Ebook prices are set to fall across Europe, as Apple and four major publishers have offered to let retailers such as Amazon sell ebooks at a discount in a move that could end an EU antitrust investigation.

iPad ebook

The European Commission began its inquiry into the fixing of ebook prices in December 2011, but said on 19 September that the inquiry may soon end if publishers agree to not stop retailers' ability to set the prices.

Apple, along with publishers Simon & Schuster, News Corp unit HarperCollins, French group Lagardere SCA's Hachette Livre, Verlagsgruppe Georg von Holtzbrinck, which owns Macmillan in Germany, and Pearson Plc's Penguin group were all part of the EU investigation.

"For a period of two years, the four publishers will not restrict, limit or impede ebook retailers' ability to set, alter or reduce retail prices for ebooks and/or to offer discounts or promotions," the European Commission said in its Official Journal, detailing the offer under consideration.

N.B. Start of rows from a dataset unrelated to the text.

use chrono::NaiveDate;

use crate::billing::round_cents;
use crate::db::Database;
use crate::error::AppResult;
use crate::models::{InvoiceRecord, InvoiceStatus, RevenueStats};

/// Aggregate stored totals per currency. `today` decides what counts as overdue.
pub fn revenue_stats(records: &[InvoiceRecord], today: NaiveDate) -> RevenueStats {
    let mut stats = RevenueStats::default();

    for record in records {
        stats.invoice_count += 1;
        let totals = stats.by_currency.entry(record.currency.clone()).or_default();
        totals.invoiced += record.total;

        match record.status {
            InvoiceStatus::Paid => {
                stats.paid_count += 1;
                totals.paid += record.total;
            }
            InvoiceStatus::Due => {
                stats.due_count += 1;
                totals.outstanding += record.total;
                if record.is_overdue(today) {
                    stats.overdue_count += 1;
                    totals.overdue += record.total;
                }
            }
        }
    }

    for totals in stats.by_currency.values_mut() {
        totals.invoiced = round_cents(totals.invoiced);
        totals.paid = round_cents(totals.paid);
        totals.outstanding = round_cents(totals.outstanding);
        totals.overdue = round_cents(totals.overdue);
    }

    stats
}

/// Stats over a user's invoices, optionally limited to one folder
pub async fn stats_for_user(
    db: &Database,
    user_id: &str,
    folder_id: Option<&str>,
    today: NaiveDate,
) -> AppResult<RevenueStats> {
    let records: Vec<InvoiceRecord> = db
        .list_invoices(user_id)
        .await?
        .into_iter()
        .map(|invoice| invoice.record)
        .filter(|record| folder_id.is_none_or(|f| record.folder_id == f))
        .collect();

    Ok(revenue_stats(&records, today))
}

#[cfg(test)]
mod tests {
    use super::*;
    use chrono::Utc;

    fn record(id: &str, total: f64, currency: &str, status: InvoiceStatus, due: (i32, u32, u32)) -> InvoiceRecord {
        InvoiceRecord {
            id: id.to_string(),
            user_id: "u".to_string(),
            folder_id: "f".to_string(),
            sequence: 1,
            buyer: "B".to_string(),
            seller: "S".to_string(),
            total,
            currency: currency.to_string(),
            issue_date: NaiveDate::from_ymd_opt(2026, 1, 1).unwrap(),
            due_date: NaiveDate::from_ymd_opt(due.0, due.1, due.2).unwrap(),
            status,
            created_at: Utc::now(),
        }
    }

    #[test]
    fn empty_input_gives_zeroed_stats() {
        let today = NaiveDate::from_ymd_opt(2026, 2, 1).unwrap();
        assert_eq!(revenue_stats(&[], today), RevenueStats::default());
    }

    #[test]
    fn splits_paid_outstanding_and_overdue_per_currency() {
        let today = NaiveDate::from_ymd_opt(2026, 2, 1).unwrap();
        let records = vec![
            record("a", 100.10, "USD", InvoiceStatus::Paid, (2026, 1, 10)),
            record("b", 50.20, "USD", InvoiceStatus::Due, (2026, 1, 20)),
            record("c", 25.00, "USD", InvoiceStatus::Due, (2026, 2, 1)),
            record("d", 80.00, "EUR", InvoiceStatus::Due, (2026, 3, 1)),
        ];

        let stats = revenue_stats(&records, today);

        assert_eq!(stats.invoice_count, 4);
        assert_eq!(stats.paid_count, 1);
        assert_eq!(stats.due_count, 3);
        // due today is not overdue yet
        assert_eq!(stats.overdue_count, 1);

        let usd = &stats.by_currency["USD"];
        assert_eq!(usd.invoiced, 175.3);
        assert_eq!(usd.paid, 100.1);
        assert_eq!(usd.outstanding, 75.2);
        assert_eq!(usd.overdue, 50.2);

        let eur = &stats.by_currency["EUR"];
        assert_eq!(eur.invoiced, 80.0);
        assert_eq!(eur.overdue, 0.0);
    }
}
use chrono::{DateTime, Utc};
use serde::{Deserialize, Serialize};
use validator::Validate;

/// A client grouping owned by a single user. Each folder keeps its own invoice sequence.
#[derive(Debug, Clone, PartialEq, Serialize, Deserialize)]
#[serde(rename_all = "camelCase")]
pub struct Folder {
    pub id: String,
    pub user_id: String,
    pub name: String,
    #[serde(default, skip_serializing_if = "Option::is_none")]
    pub email: Option<String>,
    #[serde(default, skip_serializing_if = "Option::is_none")]
    pub address: Option<String>,
    pub created_at: DateTime<Utc>,
}

#[derive(Debug, Clone, Default, Serialize, Deserialize, Validate)]
#[serde(rename_all = "camelCase")]
pub struct NewFolder {
    #[validate(length(min = 1, max = 200, message = "Folder name must be 1-200 characters"))]
    pub name: String,
    #[serde(default, skip_serializing_if = "Option::is_none")]
    #[validate(email(message = "Invalid email address"))]
    pub email: Option<String>,
    #[serde(default, skip_serializing_if = "Option::is_none")]
    pub address: Option<String>,
}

The EU Commission also said that Apple and the publishers offered to suspend "most-favored nation" contracts - which barred publishers from deals with rival retailers to sell ebooks at prices lower than Apple's - for five years.

If responses to the proposals from third parties are positive over the next month, then the Commission will end its investigation.

The news comes just days after IBTimes UK reported on that Apple would likely appeal a decision by a US court to approve a similar ebook price fixing settlement.

A federal judge approved a settlement between the US Department of Justice and three major publishers - Hachette, Simon & Schuster and HarperCollins - that accuses the companies of collusion in the pricing of ebooks.

Apple, Penguin and Macmillan all denied the allegations, with Apple saying the claims were "simply not true" and have vowed to defend themselves against the charges - the company is due to go on trial next year.

Earlier this week, a report by the Publishers Association found that ebook sales in the UK were up 89 percent in the first half of this year, while physical book sales remain unaffected.